Court of Civil Appeals of Texas, San Antonio
Apr 30, 1913
156 S.W. 315 (Tex. Civ. App. 1913)

Opinion

April 2, 1913. Rehearing Denied April 30, 1913.

Appeal from District Court, Webb County; J. F. Mullally, Judge.

Application by Francisco Martinez to probate the will of Clara de Jesus Pena y Vidaurri, contested by A. M. Bruni and Juan Vidaurri. From a judgment dismissing contest by Juan Vidaurri, and denying probate, the proponent appeals. Affirmed as to contestant Vidaurri, and contest by Bruni dismissed, and cause remanded, with directions.

H. G. Dickinson, of Laredo, for appellant. Hicks Hicks Teagarden, of San Antonio, and Atlee Smith, of Laredo, for appellees.


Francisco Martinez sought to probate the will of Clara de Jesus Pena y Vidaurri, which had already been probated in Mexico, by which will testatrix bequeathed to Maria del Refugio Pena y Zamorana and to Victor Pena, son of said Maria, all of her undivided interest in two tracts of land in Webb county, Tex., known as the Dolores and Coralitos tracts; the same being parts of a larger tract granted by the government of Spain to Jose Vasquez Borrego and known as the Jose Vasquez Borrego grant. Martinez claimed to have bought the interest of said devisees in said lands, and desired to have said will probated in order to establish a link in his chain of title. A. M. Bruni and Juan Vidaurri contested the probate of the will. Bruni alleged that he was the owner of a large part of the land described in the application to probate, and that, if the will was probated, it would cast a cloud upon his title. The county court rendered judgment for the contestants, and dismissed the application, and the proponent of the will appealed to the district court. Bruni alleged that he purchased all the interest of the testatrix from her and owned the same. Exceptions to the answer of Vidaurri and Bruni were overruled, but on a hearing it was held that Vidaurri was not a person interested in the estate, and he was dismissed from the suit, and judgment was rendered in favor of Bruni, denying probate to the will.

The first assignment is overruled. As Vidaurri was dismissed from the suit, the action of the court on the exceptions to his pleadings is utterly immaterial. It is provided in article 3236, Rev.Stats. of 1911, that "any person interested in an estate may, at any time before any application, petition, exhibit, account, claim or other proceeding is decided upon by the court, file opposition thereto in writing, and shall be entitled to process for witnesses and evidence, and to be heard upon such opposition as in other suits." It is apparent from the quotation that the person contesting the probate of a will must be interested in the estate.

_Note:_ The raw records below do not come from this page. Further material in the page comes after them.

//! Gateway tests against a live shop backend.
//!
//! These tests require:
//! - A running shop backend (default: <http://localhost:8000/api/>)
//! - Open registration on that backend
//!
//! Run with: `cargo test -p shopfront-integration-tests -- --ignored`

use std::sync::Arc;
use std::time::Duration;

use uuid::Uuid;

use shopfront_client::api::types::{LoginRequest, Registration};
use shopfront_client::api::{ApiClient, AuthGateway, CatalogGateway, OrderGateway};
use shopfront_client::config::ShopConfig;
use shopfront_client::error::ApiError;
use shopfront_client::persist::MemoryStore;
use shopfront_client::stores::{CartStore, SessionStore};
use shopfront_core::Email;

/// Base URL for the shop backend (configurable via environment).
fn backend_config() -> ShopConfig {
    let base = std::env::var("SHOPFRONT_API_URL")
        .unwrap_or_else(|_| "http://localhost:8000/api/".to_string());
    ShopConfig {
        api_url: base.parse().expect("SHOPFRONT_API_URL must be a valid URL"),
        data_dir: std::env::temp_dir().join("shopfront-live-tests"),
        request_timeout: Duration::from_secs(10),
    }
}

struct LiveHarness {
    session: SessionStore,
    cart: CartStore,
    auth: AuthGateway,
    catalog: CatalogGateway,
    orders: OrderGateway,
}

/// Wire a fresh client over in-memory storage.
fn harness() -> LiveHarness {
    let storage = Arc::new(MemoryStore::new());
    let shared: Arc<dyn shopfront_client::persist::KeyValueStore> = storage.clone();
    let session = SessionStore::new(shared);
    let cart = CartStore::new(storage);
    let api = ApiClient::new(&backend_config(), session.clone());

    LiveHarness {
        session,
        cart,
        auth: AuthGateway::new(api.clone()),
        catalog: CatalogGateway::new(api.clone()),
        orders: OrderGateway::new(api),
    }
}

/// Register a throwaway user and leave the session logged in.
async fn register_test_user(harness: &LiveHarness) -> String {
    let suffix = Uuid::new_v4().simple().to_string();
    let username = format!("it-user-{}", &suffix[..12]);

    let registration = Registration {
        username: username.clone(),
        email: Email::parse(&format!("{username}@example.com")).expect("valid email"),
        password: format!("pw-{suffix}"),
        password_confirm: format!("pw-{suffix}"),
    };

    harness
        .auth
        .register(&registration)
        .await
        .expect("registration against live backend");

    username
}

#[tokio::test]
#[ignore = "Requires running shop backend"]
async fn products_are_listable_anonymously() {
    let harness = harness();
    let products = harness
        .catalog
        .list_products()
        .await
        .expect("product list from live backend");

    for product in &products {
        assert!(!product.name.is_empty());
    }
}

#[tokio::test]
#[ignore = "Requires running shop backend"]
async fn register_login_roundtrip() {
    let harness = harness();
    let username = register_test_user(&harness).await;
    assert!(harness.session.is_authenticated());

    harness.session.logout();
    assert!(!harness.session.is_authenticated());

    // Wrong password is rejected without touching the (absent) session
    let rejected = harness
        .auth
        .login(&LoginRequest {
            username: username.clone(),
            password: "wrong-password".to_string(),
        })
        .await;
    assert!(matches!(rejected, Err(ApiError::Unauthorized)));
    assert!(!harness.session.is_authenticated());
}

#[tokio::test]
#[ignore = "Requires running shop backend"]
async fn orders_require_authentication() {
    let harness = harness();
    let result = harness.orders.list_orders().await;
    assert!(matches!(result, Err(ApiError::Unauthorized)));
}

#[tokio::test]
#[ignore = "Requires running shop backend"]
async fn place_order_for_first_in_stock_product() {
    let harness = harness();
    register_test_user(&harness).await;

    let products = harness
        .catalog
        .list_products()
        .await
        .expect("product list from live backend");
    let Some(in_stock) = products.iter().find(|p| p.stock > 0) else {
        // Nothing purchasable seeded; nothing to assert against
        return;
    };

    harness.cart.add(in_stock, 1);
    let order = harness
        .orders
        .place_order(&harness.cart.snapshot())
        .await
        .expect("order placement against live backend");

    assert_eq!(order.items.len(), 1);
    harness.cart.clear();

    let history = harness
        .orders
        .list_orders()
        .await
        .expect("order history from live backend");
    assert!(history.iter().any(|o| o.id == order.id));
}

The expression, "person interested," as used in the statute, includes only him, who either absolutely or contingently is entitled to share in the estate or the proceeds thereof, as husband, wife, legatee, next of kin, heir, devisee, assignee, grantee or otherwise, except as a creditor. In re Killan's Estate, 172 N.Y. 547, 65 N.E. 561, 63 L.R.A. 95; Railway v. Gould, 64 Iowa 343, 20 N.W. 464; Chandler v. Railroad Com'rs, 141 Mass. 208, 5 N.E. 509. In this case appellee Bruni in his pleading claims to have purchased all of the interest of the testatrix in the land sought to be bequeathed by her. Under his pleadings, he is not interested in the estate of testatrix, and claims nothing therein, but under the guise of contesting a will he is actually prosecuting an action of trespass to try title to the land, and this fully appears from his allegation that "the probating of such will would cast a cloud upon the title of said lands." If Bruni bought lands from testatrix "long before her death," as he alleged, it was no portion of her estate after her death, and he cannot by reason of the purchase be interested in her estate. Upon no other basis did he have a right to contest the probate of the will, and we hold that he had no right to contest the probate of the will, and should be dismissed from the cause, and not permitted to appear therein. If he bought the whole of the land, and any one should claim it, the proper tribunal will be open to him to establish his claims and remove clouds of any description from his title.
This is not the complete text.